Getting exception in Writing Spark Structured Streaming to HBase Table - scala

As described in Spark Structured Streaming with Hbase integration, I'm interesting in writing data to HBase in structured streaming framework. I've cloned SHC code from github, extend it by sync provider and trying to write records to HBase. Buy, I've received error: """Queries with streaming sources must be executed with writeStream.start(). My python code is below:
JARS
Spark version: 2.4.0, scala.version: 2.11.8, com.hortonworks.shc-core: 1.1.1-2.1-s_2.11 spark-sql-kafka-0-10_2.11
spark = SparkSession \
.builder \
.appName("SparkConsumer") \
.getOrCreate()
print 'read Avro schema from file: {}...'.format(schema_name)
schema = avro.schema.parse(open(schema_name, 'rb').read())

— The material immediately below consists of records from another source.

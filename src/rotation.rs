use crate::data_provider::OrientationSample;
use eframe::egui::Color32;
use nalgebra::{matrix, Matrix3};

/// Rotation about X by `roll`.
pub fn rot_x(roll_deg: f64) -> Matrix3<f64> {
    let (s, c) = roll_deg.to_radians().sin_cos();
    matrix![
        1.0, 0.0, 0.0;
        0.0, c, -s;
        0.0, s, c
    ]
}

/// Rotation about Y by `pitch`.
pub fn rot_y(pitch_deg: f64) -> Matrix3<f64> {
    let (s, c) = pitch_deg.to_radians().sin_cos();
    matrix![
        c, 0.0, s;
        0.0, 1.0, 0.0;
        -s, 0.0, c
    ]
}

/// Rotation about Z by `yaw`.
pub fn rot_z(yaw_deg: f64) -> Matrix3<f64> {
    let (s, c) = yaw_deg.to_radians().sin_cos();
    matrix![
        c, -s, 0.0;
        s, c, 0.0;
        0.0, 0.0, 1.0
    ]
}

/// `Rz(yaw) * Ry(pitch) * Rx(roll)`: roll is applied first, yaw last.
///
/// The order is not interchangeable with other Euler conventions.
pub fn rotation_matrix(sample: &OrientationSample) -> Matrix3<f64> {
    rot_z(sample.yaw) * rot_y(sample.pitch) * rot_x(sample.roll)
}

#[derive(Debug, Clone, Copy, PartialEq, Eq)]
pub enum Axis {
    Pitch,
    Roll,
    Yaw,
}

impl Axis {
    pub fn color(self) -> Color32 {
        match self {
            Axis::Pitch => Color32::BLUE,
            Axis::Roll => Color32::GREEN,
            Axis::Yaw => Color32::RED,
        }
    }

    pub fn color_name(self) -> &'static str {
        match self {
            Axis::Pitch => "blue",
            Axis::Roll => "green",
            Axis::Yaw => "red",
        }
    }
}

/// Axis with the largest absolute angle. Ties go to the first axis in
/// pitch, roll, yaw order.
pub fn dominant_axis(sample: &OrientationSample) -> Axis {
    let candidates = [
        (Axis::Roll, sample.roll.abs()),
        (Axis::Yaw, sample.yaw.abs()),
    ];

    let mut best = (Axis::Pitch, sample.pitch.abs());
    for candidate in candidates {
        if candidate.1 > best.1 {
            best = candidate;
        }
    }

    best.0
}
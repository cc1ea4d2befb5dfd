use crate::data_provider::*;
use crate::error::{Error, Result};
use crate::settings::Settings;
use bytes::BytesMut;
use eframe::egui;
use futures::StreamExt;
use std::fmt;
use std::sync::mpsc::{Receiver, SyncSender, TrySendError};
use std::time::Duration;
use stream_cancel::StreamExt as _;
use tokio_serial::{SerialPort, SerialPortBuilderExt, SerialPortType, SerialStream};
use tokio_util::codec::{Decoder, Framed};

/// A discovered port and the description used to recognise the board.
#[derive(Debug, Clone, PartialEq, Eq)]
pub struct PortCandidate {
    pub name: String,
    pub description: String,
}

impl PortCandidate {
    fn from_info(info: &tokio_serial::SerialPortInfo) -> Self {
        let description = match &info.port_type {
            SerialPortType::UsbPort(usb) => {
                let mut parts: Vec<String> = [usb.manufacturer.as_deref(), usb.product.as_deref()]
                    .into_iter()
                    .flatten()
                    .map(str::to_string)
                    .collect();
                parts.push(format!("({:04x}:{:04x})", usb.vid, usb.pid));
                parts.join(" ")
            }
            SerialPortType::PciPort => "PCI".to_string(),
            SerialPortType::BluetoothPort => "Bluetooth".to_string(),
            SerialPortType::Unknown => "n/a".to_string(),
        };

        Self {
            name: info.port_name.clone(),
            description,
        }
    }
}

impl fmt::Display for PortCandidate {
    fn fmt(&self, f: &mut fmt::Formatter<'_>) -> fmt::Result {
        write!(f, "{} {}", self.name, self.description)
    }
}

pub fn available_candidates() -> Result<Vec<PortCandidate>> {
    Ok(tokio_serial::available_ports()?
        .iter()
        // remove /dev/ttySx.
        .filter(|p| !p.port_name.contains("/dev/ttyS"))
        .map(PortCandidate::from_info)
        .collect())
}

/// First candidate whose description contains one of `signatures`.
pub fn find_device<'a>(
    candidates: &'a [PortCandidate],
    signatures: &[String],
) -> Option<&'a PortCandidate> {
    candidates.iter().find(|c| {
        signatures
            .iter()
            .any(|s| !s.is_empty() && c.description.contains(s.as_str()))
    })
}

pub fn detect_device(signatures: &[String]) -> Result<PortCandidate> {
    let available = available_candidates()?;
    match find_device(&available, signatures) {
        Some(port) => Ok(port.clone()),
        None => Err(Error::DeviceNotFound {
            signatures: signatures.to_vec(),
            available,
        }),
    }
}

/// Opens `port_name` 8-N-1 and frames it into lines.
pub fn open_lines(port_name: &str, baud_rate: u32) -> Result<Framed<SerialStream, LineCodec>> {
    let mut port = tokio_serial::new(port_name, baud_rate)
        .data_bits(tokio_serial::DataBits::Eight)
        .flow_control(tokio_serial::FlowControl::None)
        .parity(tokio_serial::Parity::None)
        .stop_bits(tokio_serial::StopBits::One)
        .open_native_async()?;
    port.write_data_terminal_ready(true)?; // dtr: required for Arduinos to send data
    log::info!("opened serial port {port_name} at {baud_rate} baud");

    Ok(LineCodec.framed(port))
}

/// Serial link feeding decoded lines to the display thread.
///
/// A background task reads the port and queues lines in a bounded channel;
/// each `read_line` waits at most `read_timeout` for the next one.
pub struct SerialDataProvider {
    port_name: String,
    baud_rate: u32,
    line_buffer: usize,
    read_timeout: Duration,
    lines: Option<Receiver<String>>,
    trigger: Option<stream_cancel::Trigger>,
    lines_read: u64,
    empty_reads: u64,
}

impl SerialDataProvider {
    /// Must be called from within a tokio runtime context.
    pub fn open(port_name: &str, settings: &Settings) -> Result<Self> {
        let mut provider = Self {
            port_name: port_name.to_string(),
            baud_rate: settings.baud_rate,
            line_buffer: settings.line_buffer,
            read_timeout: settings.read_timeout(),
            lines: None,
            trigger: None,
            lines_read: 0,
            empty_reads: 0,
        };
        provider.connect()?;
        Ok(provider)
    }

    pub fn is_open(&self) -> bool {
        self.trigger.is_some()
    }

    pub fn connect(&mut self) -> Result<()> {
        if self.is_open() {
            return Ok(());
        }

        let reader = open_lines(&self.port_name, self.baud_rate)?;
        let (trigger, tripwire) = stream_cancel::Tripwire::new();
        let (line_tx, line_rx) = std::sync::mpsc::sync_channel(self.line_buffer);

        self.trigger = Some(trigger);
        self.lines = Some(line_rx);

        let port_name = self.port_name.clone();
        tokio::spawn(async move {
            let incoming = reader.take_until_if(tripwire);
            tokio::pin!(incoming);
            forward_lines(&mut incoming, &line_tx).await;
            log::info!("serial port {port_name} closed");
        });

        Ok(())
    }

    /// Ends the reader task, which drops and closes the port.
    pub fn disconnect(&mut self) {
        if let Some(trigger) = self.trigger.take() {
            trigger.cancel();
        }
    }
}

async fn forward_lines<S>(incoming: &mut S, line_tx: &SyncSender<String>)
where
    S: futures::Stream<Item = std::io::Result<String>> + Unpin,
{
    let mut dropped: u64 = 0;

    while let Some(line) = incoming.next().await {
        let line = match line {
            Ok(line) => line,
            Err(e) => {
                log::warn!("serial read failed: {e}");
                break;
            }
        };

        match line_tx.try_send(line) {
            Ok(()) => {}
            Err(TrySendError::Full(_)) => {
                dropped += 1;
                if dropped.is_power_of_two() {
                    log::debug!("line queue full, {dropped} lines dropped so far");
                }
            }
            Err(TrySendError::Disconnected(_)) => break,
        }
    }
}

impl Drop for SerialDataProvider {
    fn drop(&mut self) {
        self.disconnect();
    }
}

impl LineSource for SerialDataProvider {
    fn read_line(&mut self) -> Option<String> {
        let line = self
            .lines
            .as_ref()
            .and_then(|lines| lines.recv_timeout(self.read_timeout).ok());

        match line {
            Some(_) => self.lines_read += 1,
            None => self.empty_reads += 1,
        }
        line
    }
}

impl DataProviderUi for SerialDataProvider {
    fn show(&mut self, ui: &mut egui::Ui) {
        ui.heading("Serial");
        ui.label(format!("'{}' 8-N-1", self.port_name));
        ui.label(format!("Baud rate: {}", self.baud_rate));

        egui::Grid::new("serial_stats")
            .num_columns(2)
            .striped(true)
            .show(ui, |ui| {
                ui.label("Lines");
                ui.label(format!("{}", self.lines_read));
                ui.end_row();
                ui.label("Empty reads");
                ui.label(format!("{}", self.empty_reads));
                ui.end_row();
            });

        if self.is_open() {
            if ui.button("Close").clicked() {
                self.disconnect();
            }
        } else if ui.button("Open").clicked() {
            if let Err(e) = self.connect() {
                log::error!("unable to open {}: {e}", self.port_name);
            }
        }
    }
}

/// Splits the byte stream on `\n`. Bytes that are not valid UTF-8 are
/// dropped rather than failing the stream.
pub struct LineCodec;

fn decode_line(bytes: &[u8]) -> String {
    let line = String::from_utf8_lossy(bytes).replace(char::REPLACEMENT_CHARACTER, "");
    line.trim_end_matches(['\r', '\n']).to_string()
}

impl Decoder for LineCodec {
    type Item = String;
    type Error = std::io::Error;

    fn decode(&mut self, src: &mut BytesMut) -> Result<Option<Self::Item>, Self::Error> {
        let newline = src.as_ref().iter().position(|b| *b == b'\n');
        if let Some(n) = newline {
            let line = src.split_to(n + 1);
            return Ok(Some(decode_line(line.as_ref())));
        }
        Ok(None)
    }

    fn decode_eof(&mut self, src: &mut BytesMut) -> Result<Option<Self::Item>, Self::Error> {
        if let Some(line) = self.decode(src)? {
            return Ok(Some(line));
        }
        if src.is_empty() {
            return Ok(None);
        }
        let rest = src.split();
        Ok(Some(decode_line(rest.as_ref())))
    }
}

#[cfg(test)]
mod test {
    use super::*;

    fn candidate(name: &str, description: &str) -> PortCandidate {
        PortCandidate {
            name: name.to_string(),
            description: description.to_string(),
        }
    }

    fn signatures() -> Vec<String> {
        Settings::default().device_signatures
    }

    #[test]
    fn codec_splits_lines() {
        let mut codec = LineCodec;
        let mut buf = BytesMut::from(&b"1,2,3\r\n4,5"[..]);

        assert_eq!(codec.decode(&mut buf).unwrap(), Some("1,2,3".to_string()));
        assert_eq!(codec.decode(&mut buf).unwrap(), None);

        buf.extend_from_slice(b",6\n");
        assert_eq!(codec.decode(&mut buf).unwrap(), Some("4,5,6".to_string()));
        assert!(buf.is_empty());
    }

    #[test]
    fn codec_drops_invalid_utf8() {
        let mut codec = LineCodec;
        let mut buf = BytesMut::from(&b"1\xff,2\xfe,3\n"[..]);
        assert_eq!(codec.decode(&mut buf).unwrap(), Some("1,2,3".to_string()));
    }

    #[test]
    fn codec_flushes_partial_line_at_eof() {
        let mut codec = LineCodec;
        let mut buf = BytesMut::from(&b"7,8"[..]);
        assert_eq!(codec.decode(&mut buf).unwrap(), None);
        assert_eq!(codec.decode_eof(&mut buf).unwrap(), Some("7,8".to_string()));
        assert_eq!(codec.decode_eof(&mut buf).unwrap(), None);
    }

    #[test]
    fn finds_first_matching_device() {
        let ports = vec![
            candidate("/dev/ttyACM1", "FTDI FT232R (0403:6001)"),
            candidate("/dev/ttyUSB0", "USB-SERIAL CH340 (1a86:7523)"),
            candidate("/dev/ttyACM0", "Arduino (www.arduino.cc) Arduino Uno (2341:0043)"),
        ];

        let found = find_device(&ports, &signatures()).unwrap();
        assert_eq!(found.name, "/dev/ttyUSB0");
        assert_eq!(found.to_string(), "/dev/ttyUSB0 USB-SERIAL CH340 (1a86:7523)");
    }

    #[test]
    fn no_matching_device() {
        let ports = vec![candidate("COM1", "n/a"), candidate("COM4", "PCI")];
        assert_eq!(find_device(&ports, &signatures()), None);
        assert_eq!(find_device(&ports, &["".to_string()]), None);
        assert_eq!(find_device(&[], &signatures()), None);
    }

    fn provider_on(lines: Receiver<String>, read_timeout: Duration) -> SerialDataProvider {
        SerialDataProvider {
            port_name: "/dev/null".to_string(),
            baud_rate: 115200,
            line_buffer: 4,
            read_timeout,
            lines: Some(lines),
            trigger: None,
            lines_read: 0,
            empty_reads: 0,
        }
    }

    #[test]
    fn read_attempt_waits_at_most_timeout() {
        let (tx, rx) = std::sync::mpsc::sync_channel(4);
        let mut provider = provider_on(rx, Duration::from_millis(5));

        let start = std::time::Instant::now();
        assert_eq!(provider.read_line(), None);
        assert!(start.elapsed() < Duration::from_millis(500));
        assert_eq!((provider.lines_read, provider.empty_reads), (0, 1));

        tx.send("1,2,3".to_string()).unwrap();
        assert_eq!(provider.read_line(), Some("1,2,3".to_string()));
        assert_eq!((provider.lines_read, provider.empty_reads), (1, 1));

        // reader task gone
        drop(tx);
        provider.read_timeout = Duration::from_secs(60);
        let start = std::time::Instant::now();
        assert_eq!(provider.read_line(), None);
        assert!(start.elapsed() < Duration::from_secs(1));
        assert_eq!(provider.empty_reads, 2);
    }

    #[tokio::test]
    async fn drops_lines_when_queue_full() {
        let (tx, rx) = std::sync::mpsc::sync_channel(2);
        let mut incoming = futures::stream::iter(vec![
            Ok("a".to_string()),
            Ok("b".to_string()),
            Ok("c".to_string()),
        ]);

        forward_lines(&mut incoming, &tx).await;

        // third line dropped, queue was full
        assert_eq!(rx.try_recv().unwrap(), "a");
        assert_eq!(rx.try_recv().unwrap(), "b");
        assert!(rx.try_recv().is_err());
    }

    #[tokio::test]
    async fn forward_stops_on_read_error() {
        let (tx, rx) = std::sync::mpsc::sync_channel(8);
        let mut incoming = futures::stream::iter(vec![
            Ok("a".to_string()),
            Err(std::io::Error::new(std::io::ErrorKind::Other, "unplugged")),
            Ok("b".to_string()),
        ]);

        forward_lines(&mut incoming, &tx).await;

        assert_eq!(rx.try_recv().unwrap(), "a");
        assert!(rx.try_recv().is_err());
    }
}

reader = avro.io.DatumReader(schema)
print 'the schema is read'
rows = spark \
.readStream \
.format('kafka') \
.option('kafka.bootstrap.servers', brokers) \
.option('subscribe', topic) \
.option('group.id', group_id) \
.option('maxOffsetsPerTrigger', 1000) \
.option("startingOffsets", "earliest") \
.load()
rows.printSchema()
schema = StructType([ \
StructField('consumer_id', StringType(), False), \
StructField('audit_system_id', StringType(), False), \
StructField('object_path', StringType(), True), \
StructField('object_type', StringType(), False), \
StructField('what_action', StringType(), False), \
StructField('when', LongType(), False), \
StructField('where', StringType(), False), \
StructField('who', StringType(), True), \
StructField('workstation', StringType(), True) \
])
def decode_avro(msg):
bytes_reader = io.BytesIO(bytes(msg))
decoder = avro.io.BinaryDecoder(bytes_reader)

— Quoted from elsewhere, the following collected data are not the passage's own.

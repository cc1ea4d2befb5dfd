use crate::data_provider::{OrientationSample, TiltSample};
use regex::Regex;
use std::sync::LazyLock;

static LABELLED: LazyLock<Regex> = LazyLock::new(|| {
    Regex::new(r"Roll:\s*(-?\d+\.?\d*)\s*\|\s*Pitch:\s*(-?\d+\.?\d*)").unwrap()
});

/// Splits a comma separated line into exactly `N` numbers.
fn parse_fields<const N: usize>(line: &str) -> Option<[f64; N]> {
    let mut values = [0.0; N];
    let mut parts = line.trim().split(',');

    for value in values.iter_mut() {
        *value = parts.next()?.trim().parse().ok()?;
    }

    if parts.next().is_some() {
        return None;
    }

    Some(values)
}

/// `pitch,roll,yaw`
pub fn parse_orientation_line(line: &str) -> Option<OrientationSample> {
    let [pitch, roll, yaw] = parse_fields::<3>(line)?;
    Some(OrientationSample { pitch, roll, yaw })
}

/// `pitch,roll`
pub fn parse_tilt_line(line: &str) -> Option<TiltSample> {
    let [pitch, roll] = parse_fields::<2>(line)?;
    Some(TiltSample { pitch, roll })
}

/// Free text containing `Roll: <n> | Pitch: <n>` somewhere in the line.
pub fn parse_labelled_line(line: &str) -> Option<TiltSample> {
    let caps = LABELLED.captures(line)?;
    let roll = caps[1].parse().ok()?;
    let pitch = caps[2].parse().ok()?;
    Some(TiltSample { pitch, roll })
}
use crate::error::Result;
use crate::parse::parse_labelled_line;
use crate::serial_data_provider::open_lines;
use crate::settings::Settings;
use futures::{Stream, StreamExt};
use std::future::Future;
use std::io::Write;

#[derive(Debug, Clone, Copy, PartialEq, Eq)]
pub enum ConsoleExit {
    Interrupted,
    /// The port went away or reported an error.
    StreamEnded,
}

/// Prints roll and pitch from labelled lines until Ctrl+C.
pub async fn run(port_name: &str, settings: &Settings) -> Result<ConsoleExit> {
    let reader = open_lines(port_name, settings.baud_rate)?;

    // the board resets when the port opens
    tokio::time::sleep(settings.settle_delay()).await;

    println!("Reading roll and pitch from {port_name}... Press Ctrl+C to stop.\n");

    let exit = print_readings(reader, tokio::signal::ctrl_c(), &mut std::io::stdout()).await?;
    if exit == ConsoleExit::Interrupted {
        println!("\nStopped by user.");
    }
    log::info!("serial port {port_name} closed");

    Ok(exit)
}

/// Writes one line per labelled reading; other lines are ignored.
pub async fn print_readings<S, F, W>(lines: S, stop: F, out: &mut W) -> Result<ConsoleExit>
where
    S: Stream<Item = std::io::Result<String>>,
    F: Future,
    W: Write,
{
    tokio::pin!(lines);
    tokio::pin!(stop);

    loop {
        tokio::select! {
            biased;
            _ = &mut stop => return Ok(ConsoleExit::Interrupted),
            line = lines.next() => match line {
                Some(Ok(line)) => {
                    if let Some(reading) = parse_labelled_line(&line) {
                        writeln!(
                            out,
                            "Roll: {:.2}°, Pitch: {:.2}°",
                            reading.roll, reading.pitch
                        )?;
                        out.flush()?;
                    }
                }
                Some(Err(e)) => {
                    log::warn!("serial read failed: {e}");
                    return Ok(ConsoleExit::StreamEnded);
                }
                None => return Ok(ConsoleExit::StreamEnded),
            },
        }
    }
}
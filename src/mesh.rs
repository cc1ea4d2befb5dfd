use nalgebra::{Matrix3, Matrix3xX, Vector3};
use std::f64::consts::TAU;

/// `count` evenly spaced values over `[start, end]`, both ends included.
fn linspace(start: f64, end: f64, count: usize) -> impl Iterator<Item = f64> {
    let step = if count > 1 {
        (end - start) / (count - 1) as f64
    } else {
        0.0
    };
    (0..count).map(move |i| start + step * i as f64)
}

/// A parametric surface sampled on a `rows x cols` grid.
///
/// Points are stored column-wise in a `3 x N` matrix, flattened row by row
/// (`index = row * cols + col`). The grid shape never changes; rotating
/// yields a new mesh with the same topology.
#[derive(Debug, Clone, PartialEq)]
pub struct Mesh {
    points: Matrix3xX<f64>,
    rows: usize,
    cols: usize,
}

impl Mesh {
    /// Open cylinder standing on the XY plane.
    pub fn cup(radius: f64, height: f64, resolution: usize) -> Self {
        let thetas: Vec<f64> = linspace(0.0, TAU, resolution).collect();
        let zs: Vec<f64> = linspace(0.0, height, 2).collect();

        let columns: Vec<Vector3<f64>> = zs
            .iter()
            .flat_map(|z| {
                thetas
                    .iter()
                    .map(move |t| Vector3::new(radius * t.cos(), radius * t.sin(), *z))
            })
            .collect();

        Self {
            points: Matrix3xX::from_columns(&columns),
            rows: zs.len(),
            cols: thetas.len(),
        }
    }

    pub fn point(&self, index: usize) -> Vector3<f64> {
        self.points.column(index).into_owned()
    }

    pub fn len(&self) -> usize {
        self.points.ncols()
    }

    pub fn shape(&self) -> (usize, usize) {
        (self.rows, self.cols)
    }

    /// Quads between neighbouring grid cells, counter-clockwise in the
    /// parameter plane.
    pub fn faces(&self) -> impl Iterator<Item = [usize; 4]> + '_ {
        let cols = self.cols;
        (0..self.rows.saturating_sub(1)).flat_map(move |r| {
            (0..cols.saturating_sub(1)).map(move |c| {
                let i = r * cols + c;
                [i, i + 1, i + cols + 1, i + cols]
            })
        })
    }

    /// Same grid with every point multiplied by `rotation`.
    pub fn rotated(&self, rotation: &Matrix3<f64>) -> Self {
        Self {
            points: rotation * &self.points,
            rows: self.rows,
            cols: self.cols,
        }
    }
}
use eframe::egui;

/// Orientation in degrees as sent by the board, one sample per line.
#[derive(Debug, Clone, Copy, PartialEq)]
pub struct OrientationSample {
    pub pitch: f64,
    pub roll: f64,
    pub yaw: f64,
}

impl OrientationSample {
    pub const ZERO: Self = Self::new(0.0, 0.0, 0.0);

    pub const fn new(pitch: f64, roll: f64, yaw: f64) -> Self {
        Self { pitch, roll, yaw }
    }
}

/// Two-axis variant without yaw.
#[derive(Debug, Clone, Copy, PartialEq)]
pub struct TiltSample {
    pub pitch: f64,
    pub roll: f64,
}

/// Anything that yields raw decoded lines, one read attempt at a time.
pub trait LineSource {
    /// Returns `None` for an empty read (timeout, no data, closed link).
    fn read_line(&mut self) -> Option<String>;
}

pub trait DataProviderUi {
    fn show(&mut self, ui: &mut egui::Ui);
}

data = reader.read(decoder)
return (\
data['consumer_id'],\
data['audit_system_id'],\
data['object_path'],\
data['object_type'],\
data['what_action'],\
data['when'],\
data['where'],\
data['who'],\
data['workstation']\
)
udf_decode_avro = udf(decode_avro, schema)

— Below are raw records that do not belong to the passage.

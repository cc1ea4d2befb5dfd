use crate::data_provider::{LineSource, TiltSample};
use crate::parse::parse_tilt_line;
use nalgebra::{Rotation2, Vector2};
use std::collections::VecDeque;
use std::fs::File;
use std::io::prelude::*;
use std::path::Path;

pub const DEFAULT_WINDOW: usize = 200;

const BAR_HALF_LENGTH: f64 = 1.5;
const BAR_HALF_THICKNESS: f64 = 0.1;

/// Rolling window of the most recent pitch/roll samples.
#[derive(Debug, Clone, serde::Serialize)]
pub struct TiltHistory {
    #[serde(skip_serializing)]
    window: usize,
    pitch: VecDeque<f64>,
    roll: VecDeque<f64>,
}

impl TiltHistory {
    pub fn new(window: usize) -> Self {
        Self {
            window,
            pitch: VecDeque::with_capacity(window),
            roll: VecDeque::with_capacity(window),
        }
    }

    pub fn window(&self) -> usize {
        self.window
    }

    pub fn len(&self) -> usize {
        self.pitch.len()
    }

    pub fn is_empty(&self) -> bool {
        self.pitch.is_empty()
    }

    pub fn push(&mut self, sample: TiltSample) {
        if self.window == 0 {
            return;
        }
        if self.pitch.len() == self.window {
            self.pitch.pop_front();
            self.roll.pop_front();
        }
        self.pitch.push_back(sample.pitch);
        self.roll.push_back(sample.roll);
    }

    /// Reads up to `max_attempts` lines and keeps every valid sample. An
    /// empty read ends the tick early. Returns the number of samples added.
    pub fn ingest<S>(&mut self, source: &mut S, max_attempts: usize) -> usize
    where
        S: LineSource + ?Sized,
    {
        let mut added = 0;
        for _ in 0..max_attempts {
            let Some(line) = source.read_line() else {
                break;
            };
            if let Some(sample) = parse_tilt_line(&line) {
                self.push(sample);
                added += 1;
            }
        }
        added
    }

    pub fn pitch_series(&self) -> Vec<[f64; 2]> {
        Self::series(&self.pitch)
    }

    pub fn roll_series(&self) -> Vec<[f64; 2]> {
        Self::series(&self.roll)
    }

    fn series(values: &VecDeque<f64>) -> Vec<[f64; 2]> {
        values
            .iter()
            .enumerate()
            .map(|(i, v)| [i as f64, *v])
            .collect()
    }

    /// Visible sample range on the x axis.
    pub fn x_bounds(&self) -> (f64, f64) {
        let n = self.len();
        (
            n.saturating_sub(self.window) as f64,
            self.window.max(n) as f64,
        )
    }

    pub fn latest_pitch(&self) -> Option<f64> {
        self.pitch.back().copied()
    }

    pub fn save_to_file(&self, path: &Path) -> std::io::Result<()> {
        let json_string = serde_json::to_string(self)?;

        let mut file = File::create(path)?;
        file.write_all(json_string.as_bytes())?;
        log::info!("saved {} samples to {}", self.len(), path.display());
        Ok(())
    }
}

/// Corners of the tilt bar rotated about the origin by `angle_deg`.
pub fn bar_outline(angle_deg: f64) -> Vec<[f64; 2]> {
    let rotation = Rotation2::new(angle_deg.to_radians());
    [
        Vector2::new(-BAR_HALF_LENGTH, -BAR_HALF_THICKNESS),
        Vector2::new(BAR_HALF_LENGTH, -BAR_HALF_THICKNESS),
        Vector2::new(BAR_HALF_LENGTH, BAR_HALF_THICKNESS),
        Vector2::new(-BAR_HALF_LENGTH, BAR_HALF_THICKNESS),
    ]
    .iter()
    .map(|corner| {
        let p = rotation * corner;
        [p.x, p.y]
    })
    .collect()
}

values = rows.select('value')
values.printSchema()
changes = values.withColumn('change', udf_decode_avro(col('value'))).select('change.*')
changes.printSchema()
change_catalog = '''
{
"table":
{
"namespace": "uba_input",
"name": "changes"
},
"rowkey": "consumer_id",
"columns":
{
"consumer_id": {"cf": "rowkey", "col": "consumer_id", "type": "string"},
"audit_system_id": {"cf": "data", "col": "audit_system_id", "type": "string"},
"object_path": {"cf": "data", "col": "object_path", "type": "string"},
"object_type": {"cf": "data", "col": "object_type", "type": "string"},
"what_action": {"cf": "data", "col": "what_action", "type": "string"},
"when": {"cf": "data", "col": "when", "type": "bigint"},
"where": {"cf": "data", "col": "where", "type": "string"},
"who": {"cf": "data", "col": "who", "type": "string"},
"workstation": {"cf": "data", "col": "workstation", "type": "string"}
}
}'''
query = changes \
.writeStream \
.outputMode("append") \
.format('HBase.HBaseSinkProvider')\
.option('hbasecat', change_catalog) \
.option("checkpointLocation", '/tmp/checkpoint') \
.start()
# .format('org.apache.spark.sql.execution.datasources.hbase')\
# query = changes \
# .writeStream \
# .format('console') \
# .start()
query.awaitTermination()
EXCEPTION
org.apache.spark.sql.AnalysisException: Queries with streaming sources must be executed with writeStream.start();;
LogicalRDD [key#146, value#147, topic#148, partition#149, offset#150L, timestamp#151, timestampType#152], true at org.apache.spark.sql.catalyst.analysis.UnsupportedOperationChecker$.org$apache$spark$sql$catalyst$analysis$UnsupportedOperationChecker$$throwError(UnsupportedOperationChecker.scala:374)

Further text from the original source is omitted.